__EXERCISE BRIEF__. A single number is the required answer: the count of lines in the listing below that hold the string "false".

__GIVEN RECORDS__.
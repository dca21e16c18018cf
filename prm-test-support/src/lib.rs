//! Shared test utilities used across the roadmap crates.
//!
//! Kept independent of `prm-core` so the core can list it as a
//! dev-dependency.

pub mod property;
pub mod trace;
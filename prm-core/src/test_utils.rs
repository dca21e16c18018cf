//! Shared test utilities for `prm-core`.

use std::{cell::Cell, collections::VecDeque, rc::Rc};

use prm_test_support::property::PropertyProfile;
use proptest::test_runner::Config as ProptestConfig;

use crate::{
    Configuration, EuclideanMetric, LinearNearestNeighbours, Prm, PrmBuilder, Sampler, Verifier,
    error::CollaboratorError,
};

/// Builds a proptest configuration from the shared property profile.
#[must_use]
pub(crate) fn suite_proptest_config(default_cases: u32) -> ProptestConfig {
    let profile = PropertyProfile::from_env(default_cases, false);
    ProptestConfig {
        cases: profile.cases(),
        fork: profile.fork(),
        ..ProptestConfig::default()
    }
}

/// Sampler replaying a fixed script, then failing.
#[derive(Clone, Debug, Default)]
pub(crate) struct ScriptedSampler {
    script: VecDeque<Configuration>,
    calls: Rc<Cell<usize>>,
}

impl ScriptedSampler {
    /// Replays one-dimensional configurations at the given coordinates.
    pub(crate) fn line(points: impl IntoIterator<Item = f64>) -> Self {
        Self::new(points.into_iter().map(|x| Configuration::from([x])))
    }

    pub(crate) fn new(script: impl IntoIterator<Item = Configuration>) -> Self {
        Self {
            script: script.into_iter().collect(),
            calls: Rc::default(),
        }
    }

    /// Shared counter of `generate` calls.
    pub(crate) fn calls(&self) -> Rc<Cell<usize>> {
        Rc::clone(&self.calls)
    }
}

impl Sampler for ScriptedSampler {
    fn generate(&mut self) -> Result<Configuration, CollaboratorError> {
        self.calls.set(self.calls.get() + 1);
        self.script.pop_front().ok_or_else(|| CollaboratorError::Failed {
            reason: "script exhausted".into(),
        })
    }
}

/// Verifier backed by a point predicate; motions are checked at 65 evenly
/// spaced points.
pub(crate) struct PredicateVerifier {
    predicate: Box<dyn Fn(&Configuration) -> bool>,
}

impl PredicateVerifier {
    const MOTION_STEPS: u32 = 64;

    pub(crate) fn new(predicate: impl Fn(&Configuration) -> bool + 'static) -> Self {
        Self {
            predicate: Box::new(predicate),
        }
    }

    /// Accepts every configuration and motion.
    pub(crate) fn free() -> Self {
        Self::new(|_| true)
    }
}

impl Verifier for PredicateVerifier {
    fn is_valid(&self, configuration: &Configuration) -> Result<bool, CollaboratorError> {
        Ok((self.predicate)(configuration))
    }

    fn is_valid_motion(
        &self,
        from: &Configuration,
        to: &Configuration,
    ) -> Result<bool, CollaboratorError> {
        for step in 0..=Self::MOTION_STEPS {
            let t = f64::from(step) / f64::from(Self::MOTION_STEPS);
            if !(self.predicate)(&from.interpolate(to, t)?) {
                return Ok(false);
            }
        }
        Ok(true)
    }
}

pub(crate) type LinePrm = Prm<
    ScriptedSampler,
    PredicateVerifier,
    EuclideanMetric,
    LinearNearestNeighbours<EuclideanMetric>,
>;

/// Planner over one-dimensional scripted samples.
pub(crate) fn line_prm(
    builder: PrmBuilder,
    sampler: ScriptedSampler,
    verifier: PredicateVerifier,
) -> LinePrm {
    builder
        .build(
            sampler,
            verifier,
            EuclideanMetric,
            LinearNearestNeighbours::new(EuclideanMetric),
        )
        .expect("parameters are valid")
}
---
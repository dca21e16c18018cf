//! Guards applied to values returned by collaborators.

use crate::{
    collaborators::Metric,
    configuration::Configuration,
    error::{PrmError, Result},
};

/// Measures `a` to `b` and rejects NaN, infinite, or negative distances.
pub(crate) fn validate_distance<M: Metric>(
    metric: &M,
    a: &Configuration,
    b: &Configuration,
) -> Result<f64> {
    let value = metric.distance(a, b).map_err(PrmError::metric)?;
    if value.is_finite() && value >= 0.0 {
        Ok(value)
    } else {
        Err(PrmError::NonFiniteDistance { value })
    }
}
...
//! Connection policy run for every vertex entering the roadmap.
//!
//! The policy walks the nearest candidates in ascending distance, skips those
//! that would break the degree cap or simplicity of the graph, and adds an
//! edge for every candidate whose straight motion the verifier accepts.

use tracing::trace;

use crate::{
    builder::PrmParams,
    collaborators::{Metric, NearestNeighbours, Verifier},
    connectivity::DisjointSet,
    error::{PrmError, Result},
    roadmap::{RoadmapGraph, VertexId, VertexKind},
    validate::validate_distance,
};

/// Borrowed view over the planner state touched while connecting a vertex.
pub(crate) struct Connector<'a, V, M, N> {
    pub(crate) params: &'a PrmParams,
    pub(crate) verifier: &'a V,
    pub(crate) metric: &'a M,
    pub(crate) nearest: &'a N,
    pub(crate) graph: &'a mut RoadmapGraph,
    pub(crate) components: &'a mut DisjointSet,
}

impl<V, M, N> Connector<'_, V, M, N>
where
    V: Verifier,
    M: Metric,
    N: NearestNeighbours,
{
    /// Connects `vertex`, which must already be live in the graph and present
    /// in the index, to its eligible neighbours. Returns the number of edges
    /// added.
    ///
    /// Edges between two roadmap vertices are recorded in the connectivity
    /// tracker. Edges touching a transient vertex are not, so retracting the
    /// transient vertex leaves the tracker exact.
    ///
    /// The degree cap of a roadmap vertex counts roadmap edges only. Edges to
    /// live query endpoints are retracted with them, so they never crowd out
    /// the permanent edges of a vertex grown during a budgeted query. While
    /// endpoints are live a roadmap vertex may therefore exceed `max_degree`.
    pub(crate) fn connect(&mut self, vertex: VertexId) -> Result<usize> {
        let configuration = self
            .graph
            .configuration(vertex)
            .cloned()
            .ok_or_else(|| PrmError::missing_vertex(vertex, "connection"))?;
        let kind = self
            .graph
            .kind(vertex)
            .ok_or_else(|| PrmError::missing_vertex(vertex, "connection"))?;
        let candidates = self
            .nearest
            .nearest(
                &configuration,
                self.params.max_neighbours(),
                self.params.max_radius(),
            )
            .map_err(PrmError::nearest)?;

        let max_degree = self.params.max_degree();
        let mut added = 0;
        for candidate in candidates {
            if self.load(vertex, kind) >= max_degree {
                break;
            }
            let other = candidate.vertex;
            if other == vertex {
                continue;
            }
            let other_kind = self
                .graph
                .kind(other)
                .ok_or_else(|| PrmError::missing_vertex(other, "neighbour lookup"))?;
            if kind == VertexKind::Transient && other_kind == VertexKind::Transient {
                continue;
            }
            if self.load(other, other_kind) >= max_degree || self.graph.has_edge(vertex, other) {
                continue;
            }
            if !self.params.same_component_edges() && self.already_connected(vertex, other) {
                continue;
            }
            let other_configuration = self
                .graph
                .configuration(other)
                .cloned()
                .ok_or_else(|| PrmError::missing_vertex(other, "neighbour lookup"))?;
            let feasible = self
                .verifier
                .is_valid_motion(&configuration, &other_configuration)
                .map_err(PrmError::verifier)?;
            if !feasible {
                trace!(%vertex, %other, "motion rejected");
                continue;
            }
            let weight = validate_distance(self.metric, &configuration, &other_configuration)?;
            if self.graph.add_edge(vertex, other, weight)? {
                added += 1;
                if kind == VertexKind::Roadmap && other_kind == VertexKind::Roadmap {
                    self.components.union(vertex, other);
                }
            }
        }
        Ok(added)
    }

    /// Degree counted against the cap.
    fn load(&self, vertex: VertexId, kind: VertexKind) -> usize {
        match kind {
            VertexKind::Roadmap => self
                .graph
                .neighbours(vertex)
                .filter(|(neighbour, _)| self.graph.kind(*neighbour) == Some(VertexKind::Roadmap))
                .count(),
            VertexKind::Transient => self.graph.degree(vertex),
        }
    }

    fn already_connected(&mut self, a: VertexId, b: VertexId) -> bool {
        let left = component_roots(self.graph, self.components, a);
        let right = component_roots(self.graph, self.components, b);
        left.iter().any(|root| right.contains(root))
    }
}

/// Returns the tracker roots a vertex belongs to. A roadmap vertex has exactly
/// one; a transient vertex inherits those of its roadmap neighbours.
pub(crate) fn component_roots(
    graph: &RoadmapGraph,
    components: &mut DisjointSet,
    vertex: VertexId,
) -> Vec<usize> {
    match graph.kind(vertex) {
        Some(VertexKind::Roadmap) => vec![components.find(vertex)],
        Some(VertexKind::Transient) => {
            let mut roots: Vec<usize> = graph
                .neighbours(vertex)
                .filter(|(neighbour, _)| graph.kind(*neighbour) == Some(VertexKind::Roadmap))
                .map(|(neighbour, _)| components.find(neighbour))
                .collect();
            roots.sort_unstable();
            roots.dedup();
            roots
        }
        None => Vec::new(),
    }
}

__RESPONSE__. 2